= Sigurd Lavard =

Sigurd Lavard (died c. 1200) was the oldest son of King Sverre of Norway. The name "Lavard" is an epithet which probably derives from the Old Norse word for lord.

==Background==
Sigurd Sverresson Lavard is mentioned the first time during the struggles of Nidaros in November 1181, when Sverre's rival, King Magnus Erlingsson, took the city. According to Saxo Grammaticus, Sigurd was born while Sverre still lived on the Faroes and received the name Unås, honouring the man then thought to be Sverre's father. Later when Sverre claimed to be the son of King Sigurd Munn, Sverre had his own son change name accordingly. Sverre became king of Norway by leading a rebellion against the previous King Magnus.

==Career==
King Magnus was defeated and killed in 1184, but in 1196 his old followers united to form the Bagler party. The first encounter between Sverre and the Baglers took place along the coast of Rånrike. King Sverre gave Sigurd Lavard the responsibility of guarding a ballista which he had built. However, during the night, the Baglers launched a surprise attack. Sigurd and his men were caught off guard and chased away and the ballista destroyed.

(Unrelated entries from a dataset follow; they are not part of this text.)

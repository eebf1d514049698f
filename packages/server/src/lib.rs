pub mod config;
pub mod database;
pub mod entity;
pub mod error;
pub mod extractors;
pub mod handlers;
pub mod models;
pub mod routes;
pub mod service;
pub mod state;
pub mod store;
pub mod sweeper;
pub mod upload;

use std::time::Duration;

use axum::http::{HeaderValue, Method, header};
use tower_http::cors::{AllowOrigin, CorsLayer};
use tower_http::trace::TraceLayer;
use utoipa::OpenApi;
use utoipa_axum::router::OpenApiRouter;
use utoipa_scalar::{Scalar, Servable as ScalarServable};
use utoipa_swagger_ui::SwaggerUi;

use crate::config::CorsConfig;
use crate::state::AppState;

#[derive(OpenApi)]
#[openapi(
    info(
        title = "Linkdrop API",
        version = "1.0.0",
        description = "Short slugs that resolve to a redirect URL or to an uploaded, optionally password-protected file"
    ),
    tags(
        (name = "Public", description = "Resolving slugs"),
        (name = "Admin", description = "Listing, updating and deleting resources"),
        (name = "Links", description = "Link resources"),
        (name = "Files", description = "File resources and their uploads"),
    ),
)]
struct ApiDoc;

fn cors_layer(config: &CorsConfig) -> CorsLayer {
    let origins: Vec<HeaderValue> = config
        .allow_origins
        .iter()
        .filter_map(|origin| HeaderValue::from_str(origin).ok())
        .collect();
    let allow_origin = if origins.is_empty() {
        AllowOrigin::any()
    } else {
        AllowOrigin::list(origins)
    };

    CorsLayer::new()
        .allow_origin(allow_origin)
        .allow_methods([
            Method::GET,
            Method::POST,
            Method::PATCH,
            Method::DELETE,
            Method::OPTIONS,
        ])
        .allow_headers([header::ORIGIN, header::CONTENT_TYPE])
        .max_age(Duration::from_secs(config.max_age))
}

/// Build the application router.
pub fn build_router(state: AppState) -> axum::Router {
    let cors = cors_layer(&state.config.server.cors);

    let (router, api) = OpenApiRouter::with_openapi(ApiDoc::openapi())
        .nest("/api", routes::api_routes())
        .split_for_parts();

    router
        .with_state(state)
        .merge(SwaggerUi::new("/swagger-ui").url("/api-docs/openapi.json", api.clone()))
        .merge(Scalar::with_url("/scalar", api))
        .layer(cors)
        .layer(TraceLayer::new_for_http())
}
//! Resource flows that combine the store, the upload orchestrator and password checks.

use chrono::{DateTime, Utc};
use common::password::{hash_password, verify_password};
use common::upload::{is_multipart, part_count};
use common::validate::{
    canonical_slug, validate_expires_at, validate_raw_password, validate_raw_slug,
};
use common::{CompletedPart, Entry, Payload, Resource, UploadPlan};
use sea_orm::{ConnectionTrait, TransactionTrait};
use serde::Serialize;
use tracing::{error, info, instrument, warn};
use uuid::Uuid;

use crate::error::AppError;
use crate::models::shared::page_offset;
use crate::store::{ResourceRef, ResourceStore};
use crate::upload::UploadOrchestrator;

/// Entry fields as submitted by an administrator.
#[derive(Debug, Clone)]
pub struct NewEntry {
    /// Raw, unescaped slug.
    pub slug: String,
    pub password: Option<String>,
    pub expires_at: Option<DateTime<Utc>>,
}

#[derive(Debug, Clone)]
pub struct NewFile {
    pub filename: String,
    pub mime_type: String,
    pub size: i64,
}

/// Partial update of an entry. `None` leaves a field as it is.
#[derive(Debug, Clone, Default)]
pub struct EntryChanges {
    pub slug: Option<String>,
    /// Only read when `update_password` is set; `None` then removes protection.
    pub password: Option<String>,
    pub update_password: bool,
    /// `Some(None)` clears the expiry.
    pub expires_at: Option<Option<DateTime<Utc>>>,
}

#[derive(Debug, Clone)]
pub enum UploadCompletion {
    Single,
    Multipart {
        upload_id: String,
        parts: Vec<CompletedPart>,
    },
}

/// What a visitor gets for a slug.
#[derive(Debug, Clone, PartialEq, Eq, Serialize, utoipa::ToSchema)]
#[serde(tag = "type", rename_all = "lowercase")]
pub enum ResolvedResource {
    Link {
        target_url: String,
    },
    File {
        filename: String,
        mime_type: String,
        size: i64,
        /// Presigned GET, valid for `url_expires_in` seconds.
        download_url: String,
        url_expires_in: u64,
    },
}

pub struct ResourceService<'a, C: ConnectionTrait + TransactionTrait> {
    store: ResourceStore<'a, C>,
    uploads: &'a UploadOrchestrator,
}

impl<'a, C: ConnectionTrait + TransactionTrait> ResourceService<'a, C> {
    pub fn new(conn: &'a C, uploads: &'a UploadOrchestrator) -> Self {
        Self {
            store: ResourceStore::new(conn),
            uploads,
        }
    }

    #[instrument(skip(self, entry), fields(slug = %entry.slug))]
    pub async fn create_link(
        &self,
        entry: NewEntry,
        target_url: String,
    ) -> Result<Resource, AppError> {
        let mut resource = Resource::link(build_entry(entry, Utc::now())?, target_url);
        let id = self.store.insert_resource(&resource).await?;
        resource.assign_id(id);
        info!(entry_id = id, "Link created");
        Ok(resource)
    }

    /// Insert a pending file and plan its upload.
    ///
    /// If planning fails the new resource is deleted again; a failing cleanup
    /// is logged and the planning error is returned.
    #[instrument(skip(self, entry, file), fields(slug = %entry.slug, size = file.size))]
    pub async fn create_file(
        &self,
        entry: NewEntry,
        file: NewFile,
    ) -> Result<(Resource, UploadPlan), AppError> {
        let file_uuid = Uuid::new_v4();
        let mut resource = Resource::file(
            build_entry(entry, Utc::now())?,
            file_uuid,
            file.filename,
            file.mime_type.clone(),
            file.size,
        );
        let id = self.store.insert_resource(&resource).await?;
        resource.assign_id(id);

        match self
            .uploads
            .generate_upload_plan(file.size, &file.mime_type, &file_uuid)
            .await
        {
            Ok(plan) => {
                info!(entry_id = id, %file_uuid, "File created, awaiting upload");
                Ok((resource, plan))
            }
            Err(e) => {
                if let Err(cleanup) = self.store.delete_resource(ResourceRef::Id(id)).await {
                    error!(
                        entry_id = id,
                        error = %cleanup,
                        "Failed to remove file resource after upload planning failed"
                    );
                }
                Err(e.into())
            }
        }
    }

    /// Confirm the upload of a pending file and clear its pending flag.
    #[instrument(skip(self, completion))]
    pub async fn finish_file_upload(
        &self,
        slug: &str,
        completion: UploadCompletion,
    ) -> Result<Resource, AppError> {
        let mut resource = self.store.get_resource(&canonical_slug(slug)).await?;
        let Payload::File(file) = &mut resource.payload else {
            return Err(AppError::Validation(format!("Resource '{slug}' is not a file")));
        };
        if !file.pending {
            return Err(AppError::Conflict("File has already been uploaded".into()));
        }

        let multipart = is_multipart(file.size as u64);
        match completion {
            UploadCompletion::Multipart { upload_id, parts } if multipart => {
                let expected = part_count(file.size as u64) as usize;
                if parts.len() != expected {
                    return Err(AppError::Validation(format!(
                        "Upload has {expected} parts, {} were completed",
                        parts.len()
                    )));
                }
                self.uploads
                    .complete_multipart_upload(&file.file_uuid, &upload_id, &parts)
                    .await?;
            }
            UploadCompletion::Single if !multipart => {
                self.uploads
                    .confirm_single_upload(&file.file_uuid, file.size)
                    .await?;
            }
            UploadCompletion::Single => {
                return Err(AppError::Validation(
                    "Multipart upload requires upload_id and parts".into(),
                ));
            }
            UploadCompletion::Multipart { .. } => {
                return Err(AppError::Validation(
                    "File was planned as a single upload".into(),
                ));
            }
        }

        self.store.mark_file_uploaded(file.entry_id).await?;
        file.pending = false;
        info!(entry_id = file.entry_id, "File upload finished");
        Ok(resource)
    }

    /// Delete a resource and, for files, its object.
    #[instrument(skip(self))]
    pub async fn delete_resource(&self, slug: &str) -> Result<(), AppError> {
        let resource = self.store.get_resource(&canonical_slug(slug)).await?;
        self.store
            .delete_resource(ResourceRef::Id(resource.id()))
            .await?;

        if let Some(file) = resource.as_file()
            && let Err(e) = self.uploads.delete_object(&file.file_uuid).await
        {
            warn!(
                entry_id = resource.id(),
                file_uuid = %file.file_uuid,
                error = %e,
                "Failed to delete stored object"
            );
        }
        Ok(())
    }

    #[instrument(skip(self, changes), fields(update_password = changes.update_password))]
    pub async fn update_entry(
        &self,
        slug: &str,
        changes: EntryChanges,
    ) -> Result<Resource, AppError> {
        let mut resource = self.store.get_resource(&canonical_slug(slug)).await?;

        if let Some(raw) = changes.slug {
            validate_raw_slug(&raw)?;
            resource.entry.slug = canonical_slug(&raw);
        }
        if changes.update_password {
            resource.entry.password_hash = match changes.password {
                Some(password) => Some(hash_new_password(&password)?),
                None => None,
            };
        }
        match changes.expires_at {
            Some(Some(expires_at)) => {
                validate_expires_at(expires_at, Utc::now())?;
                resource.entry.expires_at = Some(expires_at);
            }
            Some(None) => resource.entry.expires_at = None,
            None => {}
        }

        self.store
            .update_resource(&resource, changes.update_password)
            .await?;
        Ok(resource)
    }

    #[instrument(skip(self, target_url))]
    pub async fn update_link(&self, slug: &str, target_url: String) -> Result<Resource, AppError> {
        let mut resource = self.store.get_resource(&canonical_slug(slug)).await?;
        let Payload::Link(link) = &mut resource.payload else {
            return Err(AppError::Validation(format!("Resource '{slug}' is not a link")));
        };
        link.target_url = target_url;

        self.store.update_resource(&resource, false).await?;
        Ok(resource)
    }

    /// Public lookup. Expired resources do not exist; protected ones need the password.
    #[instrument(skip(self, password))]
    pub async fn resolve(
        &self,
        slug: &str,
        password: Option<&str>,
    ) -> Result<ResolvedResource, AppError> {
        let resource = self.store.get_resource(&canonical_slug(slug)).await?;
        if resource.entry.is_expired(Utc::now()) {
            return Err(AppError::NotFound(format!("Resource not found: slug '{slug}'")));
        }

        if let Some(hash) = &resource.entry.password_hash {
            let password = password.ok_or(AppError::PasswordRequired)?;
            if !verify_password(password, hash)? {
                return Err(AppError::InvalidPassword);
            }
        }

        match resource.payload {
            Payload::Link(link) => Ok(ResolvedResource::Link {
                target_url: link.target_url,
            }),
            Payload::File(file) => {
                if file.pending {
                    return Err(AppError::Conflict("File has not been uploaded yet".into()));
                }
                let download_url = self.uploads.download_url(&file.file_uuid).await?;
                Ok(ResolvedResource::File {
                    filename: file.filename,
                    mime_type: file.mime_type,
                    size: file.size,
                    download_url,
                    url_expires_in: self.uploads.url_ttl().as_secs(),
                })
            }
        }
    }

    /// One page of resources with password hashes redacted, plus the total count.
    pub async fn list(&self, page: u64, limit: u64) -> Result<(Vec<Resource>, u64), AppError> {
        let offset = page_offset(page, limit)
            .ok_or_else(|| AppError::Validation("page is out of range".into()))?;
        let total = self.store.count_resources().await?;
        let resources = self
            .store
            .list_resources(offset, limit)
            .await?
            .into_iter()
            .map(Resource::redacted)
            .collect();
        Ok((resources, total))
    }
}

fn hash_new_password(password: &str) -> Result<String, AppError> {
    validate_raw_password(password)?;
    Ok(hash_password(password)?)
}

fn build_entry(entry: NewEntry, now: DateTime<Utc>) -> Result<Entry, AppError> {
    validate_raw_slug(&entry.slug)?;
    if let Some(expires_at) = entry.expires_at {
        validate_expires_at(expires_at, now)?;
    }
    let password_hash = entry
        .password
        .as_deref()
        .map(hash_new_password)
        .transpose()?;

    Ok(Entry {
        id: 0,
        slug: canonical_slug(&entry.slug),
        password_hash,
        created_at: now,
        expires_at: entry.expires_at,
    })
}
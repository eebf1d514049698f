//! Getting file bytes into object storage through presigned URLs.

mod error;

pub use error::UploadError;

use std::sync::Arc;
use std::time::Duration;

use common::storage::{ObjectStorage, object_key};
use common::upload::{is_multipart, part_count, validate_completed_parts};
use common::validate::{validate_file_uuid, validate_mime_type, validate_size};
use common::{CompletedPart, PartUpload, UploadPlan};
use tracing::{debug, instrument};
use uuid::Uuid;

pub struct UploadOrchestrator {
    storage: Arc<dyn ObjectStorage>,
    url_ttl: Duration,
}

impl UploadOrchestrator {
    pub fn new(storage: Arc<dyn ObjectStorage>, url_ttl: Duration) -> Self {
        Self { storage, url_ttl }
    }

    pub fn url_ttl(&self) -> Duration {
        self.url_ttl
    }

    /// Decide between a single PUT and a multipart upload and presign the URLs.
    ///
    /// Any gateway failure aborts the whole plan. A multipart session opened
    /// before the failure is left to expire on the storage side.
    #[instrument(skip(self), fields(file_uuid = %file_uuid))]
    pub async fn generate_upload_plan(
        &self,
        size: i64,
        mime_type: &str,
        file_uuid: &Uuid,
    ) -> Result<UploadPlan, UploadError> {
        validate_size(size)?;
        validate_mime_type(mime_type)?;
        validate_file_uuid(file_uuid)?;

        let key = object_key(file_uuid);
        let size = size as u64;

        if !is_multipart(size) {
            let upload_url = self
                .storage
                .presign_put(&key, mime_type, self.url_ttl)
                .await?;
            return Ok(UploadPlan::Single { upload_url });
        }

        let upload_id = self.storage.create_multipart_upload(&key, mime_type).await?;
        let count = part_count(size);
        let mut parts = Vec::with_capacity(count as usize);
        for part_number in 1..=count {
            let upload_url = self
                .storage
                .presign_upload_part(&key, &upload_id, part_number, self.url_ttl)
                .await?;
            parts.push(PartUpload {
                part_number,
                upload_url,
            });
        }
        debug!(parts = count, "Multipart upload planned");

        Ok(UploadPlan::Multipart { upload_id, parts })
    }

    /// Finalize a multipart upload. On failure the session stays open.
    #[instrument(skip(self, parts), fields(file_uuid = %file_uuid, parts = parts.len()))]
    pub async fn complete_multipart_upload(
        &self,
        file_uuid: &Uuid,
        upload_id: &str,
        parts: &[CompletedPart],
    ) -> Result<(), UploadError> {
        validate_file_uuid(file_uuid)?;
        if upload_id.trim().is_empty() {
            return Err(common::ValidationError::Parts("upload id is required".into()).into());
        }
        validate_completed_parts(parts)?;

        self.storage
            .complete_multipart_upload(&object_key(file_uuid), upload_id, parts)
            .await?;
        Ok(())
    }

    /// Check that a single-PUT upload landed with the declared size.
    #[instrument(skip(self), fields(file_uuid = %file_uuid))]
    pub async fn confirm_single_upload(
        &self,
        file_uuid: &Uuid,
        expected_size: i64,
    ) -> Result<(), UploadError> {
        let head = self
            .storage
            .head_object(&object_key(file_uuid))
            .await?
            .ok_or_else(|| UploadError::NotUploaded("object does not exist".into()))?;

        match head.size {
            Some(size) if size as i64 == expected_size => Ok(()),
            Some(size) => Err(UploadError::NotUploaded(format!(
                "object is {size} bytes, expected {expected_size}"
            ))),
            None => Err(UploadError::NotUploaded("object size is unknown".into())),
        }
    }

    /// Presigned GET for a stored file.
    pub async fn download_url(&self, file_uuid: &Uuid) -> Result<String, UploadError> {
        Ok(self
            .storage
            .presign_get(&object_key(file_uuid), self.url_ttl)
            .await?)
    }

    pub async fn delete_object(&self, file_uuid: &Uuid) -> Result<bool, UploadError> {
        Ok(self.storage.delete_object(&object_key(file_uuid)).await?)
    }
}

Sigurd was not given any commands after this episode. Sigurd Lavard died in 1200 or 1201 while his father was still alive. He left behind a young son Guttorm who would be king for a few months in 1204.

==Other sources==
Sverris saga is the main source of the brief life history of Sigurd Lavard.

==Other sources==
- Krag, Claus Sverre – Norges største middelalderkonge (Oslo: H. Aschehoug & Co. 2005) ISBN 82-03-23201-9.